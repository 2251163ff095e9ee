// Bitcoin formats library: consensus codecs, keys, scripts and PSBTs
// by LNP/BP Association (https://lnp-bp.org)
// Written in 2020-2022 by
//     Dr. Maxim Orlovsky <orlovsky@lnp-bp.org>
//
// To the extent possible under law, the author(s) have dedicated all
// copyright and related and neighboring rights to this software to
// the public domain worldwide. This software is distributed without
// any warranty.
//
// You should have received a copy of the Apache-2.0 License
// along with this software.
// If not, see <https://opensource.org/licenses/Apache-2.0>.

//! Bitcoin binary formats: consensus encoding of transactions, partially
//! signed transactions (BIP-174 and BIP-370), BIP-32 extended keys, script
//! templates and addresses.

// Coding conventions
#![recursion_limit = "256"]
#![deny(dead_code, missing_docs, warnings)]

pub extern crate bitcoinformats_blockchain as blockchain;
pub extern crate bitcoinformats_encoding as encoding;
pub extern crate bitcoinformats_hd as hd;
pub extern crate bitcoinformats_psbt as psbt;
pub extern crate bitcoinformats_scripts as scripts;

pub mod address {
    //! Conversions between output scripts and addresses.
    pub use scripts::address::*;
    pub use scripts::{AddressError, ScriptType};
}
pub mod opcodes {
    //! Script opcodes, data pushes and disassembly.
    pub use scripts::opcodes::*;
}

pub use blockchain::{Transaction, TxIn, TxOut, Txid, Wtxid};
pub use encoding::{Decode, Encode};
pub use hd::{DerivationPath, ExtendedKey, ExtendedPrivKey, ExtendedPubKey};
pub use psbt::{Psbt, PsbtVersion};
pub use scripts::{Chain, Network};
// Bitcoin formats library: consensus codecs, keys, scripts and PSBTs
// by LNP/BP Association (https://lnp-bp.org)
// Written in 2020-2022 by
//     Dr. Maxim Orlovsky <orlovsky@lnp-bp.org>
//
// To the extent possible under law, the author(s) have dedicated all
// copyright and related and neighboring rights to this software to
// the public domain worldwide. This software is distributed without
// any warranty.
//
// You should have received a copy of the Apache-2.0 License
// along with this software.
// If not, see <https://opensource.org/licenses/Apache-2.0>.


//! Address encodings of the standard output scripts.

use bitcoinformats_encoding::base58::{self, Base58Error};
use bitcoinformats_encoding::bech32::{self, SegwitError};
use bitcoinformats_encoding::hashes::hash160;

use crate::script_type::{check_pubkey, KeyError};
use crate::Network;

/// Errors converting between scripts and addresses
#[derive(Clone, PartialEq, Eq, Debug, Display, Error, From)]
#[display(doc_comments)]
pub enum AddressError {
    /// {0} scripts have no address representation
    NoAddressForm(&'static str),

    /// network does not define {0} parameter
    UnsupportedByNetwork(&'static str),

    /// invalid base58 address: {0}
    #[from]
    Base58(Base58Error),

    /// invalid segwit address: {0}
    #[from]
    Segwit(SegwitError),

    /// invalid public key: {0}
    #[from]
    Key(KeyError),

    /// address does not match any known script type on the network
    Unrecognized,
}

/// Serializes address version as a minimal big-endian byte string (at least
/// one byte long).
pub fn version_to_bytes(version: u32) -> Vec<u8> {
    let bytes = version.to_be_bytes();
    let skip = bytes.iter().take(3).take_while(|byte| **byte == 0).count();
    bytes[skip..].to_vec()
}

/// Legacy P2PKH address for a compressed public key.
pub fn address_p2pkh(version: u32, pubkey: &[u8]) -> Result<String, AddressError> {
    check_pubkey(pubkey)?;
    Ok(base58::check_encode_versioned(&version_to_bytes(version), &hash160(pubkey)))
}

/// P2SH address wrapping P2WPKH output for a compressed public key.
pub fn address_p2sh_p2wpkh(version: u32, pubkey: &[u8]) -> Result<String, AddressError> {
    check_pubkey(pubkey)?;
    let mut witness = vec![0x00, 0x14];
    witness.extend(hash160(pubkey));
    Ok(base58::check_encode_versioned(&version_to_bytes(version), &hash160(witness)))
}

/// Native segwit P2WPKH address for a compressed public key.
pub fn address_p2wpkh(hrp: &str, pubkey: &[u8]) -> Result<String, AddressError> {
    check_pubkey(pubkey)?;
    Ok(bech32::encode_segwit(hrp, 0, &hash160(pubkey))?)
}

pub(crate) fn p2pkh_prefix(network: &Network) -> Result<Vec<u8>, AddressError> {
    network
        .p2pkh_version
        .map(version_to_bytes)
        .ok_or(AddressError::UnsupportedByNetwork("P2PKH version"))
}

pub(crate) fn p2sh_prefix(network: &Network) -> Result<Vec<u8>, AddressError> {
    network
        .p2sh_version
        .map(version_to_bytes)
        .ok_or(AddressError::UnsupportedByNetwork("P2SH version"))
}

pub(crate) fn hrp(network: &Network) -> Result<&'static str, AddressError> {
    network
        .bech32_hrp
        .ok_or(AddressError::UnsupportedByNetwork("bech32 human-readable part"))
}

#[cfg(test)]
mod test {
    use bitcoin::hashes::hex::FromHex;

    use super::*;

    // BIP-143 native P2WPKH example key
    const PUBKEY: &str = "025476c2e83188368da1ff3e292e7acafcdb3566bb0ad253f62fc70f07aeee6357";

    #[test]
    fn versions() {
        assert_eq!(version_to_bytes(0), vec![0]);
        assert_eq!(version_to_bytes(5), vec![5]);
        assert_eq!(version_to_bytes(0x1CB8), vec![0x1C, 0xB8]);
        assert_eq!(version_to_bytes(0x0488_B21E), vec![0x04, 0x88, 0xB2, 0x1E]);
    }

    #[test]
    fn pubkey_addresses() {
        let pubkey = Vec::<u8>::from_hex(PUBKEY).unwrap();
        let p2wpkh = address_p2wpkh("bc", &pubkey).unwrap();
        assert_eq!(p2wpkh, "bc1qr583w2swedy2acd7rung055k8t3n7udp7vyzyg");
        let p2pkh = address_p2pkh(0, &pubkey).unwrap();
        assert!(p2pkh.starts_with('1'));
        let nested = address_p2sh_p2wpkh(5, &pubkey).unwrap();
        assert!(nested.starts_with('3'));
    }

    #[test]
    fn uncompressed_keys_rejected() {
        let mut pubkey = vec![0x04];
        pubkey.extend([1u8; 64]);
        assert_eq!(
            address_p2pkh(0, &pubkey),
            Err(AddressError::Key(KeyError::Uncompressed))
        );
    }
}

**EXERCISE OBJECTIVE**
Nothing in the material above may be skipped, so reproduce it all exactly.

**OUTPUT BELOW**
repository 2251163ff095e9ee
// Bitcoin formats library: consensus codecs, keys, scripts and PSBTs
// by LNP/BP Association (https://lnp-bp.org)
// Written in 2020-2022 by
//     Dr. Maxim Orlovsky <orlovsky@lnp-bp.org>
//
// To the extent possible under law, the author(s) have dedicated all
// copyright and related and neighboring rights to this software to
// the public domain worldwide. This software is distributed without
// any warranty.
//
// You should have received a copy of the Apache-2.0 License
// along with this software.
// If not, see <https://opensource.org/licenses/Apache-2.0>.

//! Bitcoin binary formats: consensus encoding of transactions, partially
//! signed transactions (BIP-174 and BIP-370), BIP-32 extended keys, script
//! templates and addresses.

// Coding conventions
#![recursion_limit = "256"]
#![deny(dead_code, missing_docs, warnings)]

pub extern crate bitcoinformats_blockchain as blockchain;
pub extern crate bitcoinformats_encoding as encoding;
pub extern crate bitcoinformats_hd as hd;
pub extern crate bitcoinformats_psbt as psbt;
pub extern crate bitcoinformats_scripts as scripts;

pub mod address {
    //! Conversions between output scripts and addresses.
    pub use scripts::address::*;
    pub use scripts::{AddressError, ScriptType};
}
pub mod opcodes {
    //! Script opcodes, data pushes and disassembly.
    pub use scripts::opcodes::*;
}

pub use blockchain::{Transaction, TxIn, TxOut, Txid, Wtxid};
pub use encoding::{Decode, Encode};
pub use hd::{DerivationPath, ExtendedKey, ExtendedPrivKey, ExtendedPubKey};
pub use psbt::{Psbt, PsbtVersion};
pub use scripts::{Chain, Network};
// Bitcoin formats library: consensus codecs, keys, scripts and PSBTs
// by LNP/BP Association (https://lnp-bp.org)
// Written in 2020-2022 by
//     Dr. Maxim Orlovsky <orlovsky@lnp-bp.org>
//
// To the extent possible under law, the author(s) have dedicated all
// copyright and related and neighboring rights to this software to
// the public domain worldwide. This software is distributed without
// any warranty.
//
// You should have received a copy of the Apache-2.0 License
// along with this software.
// If not, see <https://opensource.org/licenses/Apache-2.0>.


//! Address encodings of the standard output scripts.

use bitcoinformats_encoding::base58::{self, Base58Error};
use bitcoinformats_encoding::bech32::{self, SegwitError};
use bitcoinformats_encoding::hashes::hash160;

use crate::script_type::{check_pubkey, KeyError};
use crate::Network;

/// Errors converting between scripts and addresses
#[derive(Clone, PartialEq, Eq, Debug, Display, Error, From)]
#[display(doc_comments)]
pub enum AddressError {
    /// {0} scripts have no address representation
    NoAddressForm(&'static str),

    /// network does not define {0} parameter
    UnsupportedByNetwork(&'static str),

    /// invalid base58 address: {0}
    #[from]
    Base58(Base58Error),

    /// invalid segwit address: {0}
    #[from]
    Segwit(SegwitError),

    /// invalid public key: {0}
    #[from]
    Key(KeyError),

    /// address does not match any known script type on the network
    Unrecognized,
}

/// Serializes address version as a minimal big-endian byte string (at least
/// one byte long).
pub fn version_to_bytes(version: u32) -> Vec<u8> {
    let bytes = version.to_be_bytes();
    let skip = bytes.iter().take(3).take_while(|byte| **byte == 0).count();
    bytes[skip..].to_vec()
}

/// Legacy P2PKH address for a compressed public key.
pub fn address_p2pkh(version: u32, pubkey: &[u8]) -> Result<String, AddressError> {
    check_pubkey(pubkey)?;
    Ok(base58::check_encode_versioned(&version_to_bytes(version), &hash160(pubkey)))
}

/// P2SH address wrapping P2WPKH output for a compressed public key.
pub fn address_p2sh_p2wpkh(version: u32, pubkey: &[u8]) -> Result<String, AddressError> {
    check_pubkey(pubkey)?;
    let mut witness = vec![0x00, 0x14];
    witness.extend(hash160(pubkey));
    Ok(base58::check_encode_versioned(&version_to_bytes(version), &hash160(witness)))
}

/// Native segwit P2WPKH address for a compressed public key.
pub fn address_p2wpkh(hrp: &str, pubkey: &[u8]) -> Result<String, AddressError> {
    check_pubkey(pubkey)?;
    Ok(bech32::encode_segwit(hrp, 0, &hash160(pubkey))?)
}

pub(crate) fn p2pkh_prefix(network: &Network) -> Result<Vec<u8>, AddressError> {
    network
        .p2pkh_version
        .map(version_to_bytes)
        .ok_or(AddressError::UnsupportedByNetwork("P2PKH version"))
}

pub(crate) fn p2sh_prefix(network: &Network) -> Result<Vec<u8>, AddressError> {
    network
        .p2sh_version
        .map(version_to_bytes)
        .ok_or(AddressError::UnsupportedByNetwork("P2SH version"))
}

pub(crate) fn hrp(network: &Network) -> Result<&'static str, AddressError> {
    network
        .bech32_hrp
        .ok_or(AddressError::UnsupportedByNetwork("bech32 human-readable part"))
}

#[cfg(test)]
mod test {
    use bitcoin::hashes::hex::FromHex;

    use super::*;

    // BIP-143 native P2WPKH example key
    const PUBKEY: &str = "025476c2e83188368da1ff3e292e7acafcdb3566bb0ad253f62fc70f07aeee6357";

    #[test]
    fn versions() {
        assert_eq!(version_to_bytes(0), vec![0]);
        assert_eq!(version_to_bytes(5), vec![5]);
        assert_eq!(version_to_bytes(0x1CB8), vec![0x1C, 0xB8]);
        assert_eq!(version_to_bytes(0x0488_B21E), vec![0x04, 0x88, 0xB2, 0x1E]);
    }

    #[test]
    fn pubkey_addresses() {
        let pubkey = Vec::<u8>::from_hex(PUBKEY).unwrap();
        let p2wpkh = address_p2wpkh("bc", &pubkey).unwrap();
        assert_eq!(p2wpkh, "bc1qr583w2swedy2acd7rung055k8t3n7udp7vyzyg");
        let p2pkh = address_p2pkh(0, &pubkey).unwrap();
        assert!(p2pkh.starts_with('1'));
        let nested = address_p2sh_p2wpkh(5, &pubkey).unwrap();
        assert!(nested.starts_with('3'));
    }

    #[test]
    fn uncompressed_keys_rejected() {
        let mut pubkey = vec![0x04];
        pubkey.extend([1u8; 64]);
        assert_eq!(
            address_p2pkh(0, &pubkey),
            Err(AddressError::Key(KeyError::Uncompressed))
        );
    }
}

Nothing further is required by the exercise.